Dec 2: Throwback: security — confidentiality, integrity, and availability
Post categories
CEO
This is the second post in the Fastmail Advent 2024 series. The previous post was Dec 1: Mission statement. The next post is Dec 3: On moving house — bringing a new data centre online.
Throwback time! This was the post which inspired our first ever Advent series. All I’ve changed is putting an Oxford comma in the title.
Honestly, very little has changed since then. Even the Wikipedia link is still valid. The James Mickens paper has disappeared, Microsoft’s legendary commitment to backwards compatibility clearly doesn’t extend that far, so if you’re interested you’ll have to get the file from Harvard (pdf). I strongly recommend reading anything he has written.
Integrity
We did an explicit post on integrity in 2014.
I’m going to write a whole separate post in this series about how the data integrity checks we have added over the years have really held up. We haven’t had a major data loss in those 10 years, through many cases of equipment failure and the occasional human error. Designing with data resilience as a key goal has paid off.
Availability
We also wrote an explicit post on availability in 2014.
Sadly we haven’t been with NYI for a while. Miss those guys. We moved to New Jersey, then they sold that data centre to a new provider, and we were there for a while. Our current data centres are in Philadelphia and St Louis.
We did a major data centre move earlier this year. We will write in this series about the experience, some lessons learned about our preparedness, and how the move has improved our resilience against some of the risks out there. Unfortunately, it did lead to some higher levels of downtime during and immediately after the move as things settled.
Confidentiality
Finally the first one everybody thinks about! We wrote about confidentiality in 2014 as well.

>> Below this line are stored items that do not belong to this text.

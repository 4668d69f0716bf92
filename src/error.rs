use std::io;

use thiserror::Error;

pub type HarnessResult<T> = Result<T, HarnessError>;

#[derive(Debug, Error)]
pub enum HarnessError {
    #[error("invalid configuration: {0}")]
    InvalidConfig(String),
    #[error("http error: {0}")]
    Http(#[source] reqwest::Error),
    #[error("io error: {0}")]
    Io(#[from] io::Error),
    #[error("url parse error: {0}")]
    Url(#[from] url::ParseError),
    #[error("serialization error: {0}")]
    Serde(#[from] serde_json::Error),
    #[error("{context} failed with status {status}. {message}")]
    Api {
        context: String,
        status: u16,
        message: String,
    },
    #[error("{context}: none of the fields [{}] were present", .fields.join(", "))]
    MissingField {
        context: String,
        fields: &'static [&'static str],
    },
    #[error("assertion failed: {0}")]
    Assertion(String),
    #[error("operation timed out")]
    Timeout,
}

impl From<reqwest::Error> for HarnessError {
    fn from(err: reqwest::Error) -> Self {
        if err.is_timeout() {
            HarnessError::Timeout
        } else {
            HarnessError::Http(err)
        }
    }
}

The reasoning here is still the same, though a few things have changed. Our data centre structure is a bit different, we handle the networking in-house now and use a single switching infrastructure with VLANs rather than airgapped networks. The legal framework has changed too, Australia now has a Cloud Act agreement with the USA, so we receive requests directly from the USA for investigations of serious crimes by non-Australians.
By far the biggest risk to confidentiality that didn’t exist 10 years ago to the same extent is AI training! It seems that the temptation is for services that are “freemium” to use your data for training their AI models, either without choice or by forcing you to find a well hidden way to opt out.
We aren’t doing any AI, and if we did it would be very carefully and with the only goal being to help our users get better insight into their email. We would use per-user training models, in the same way that we currently create per-user search indexes, ensuring that data is segregated and can’t leak across.
The great thing about having a paid product is that we don’t have split loyalties. Fastmail has been profitable every one of the past 10 years, with no outside investment. We expect to remain so into the future without having to “diversify” into shady shit. We sleep well knowing we run an ethical business, and we’re very grateful to the people who trust us with their email and pay us to keep providing them with the service.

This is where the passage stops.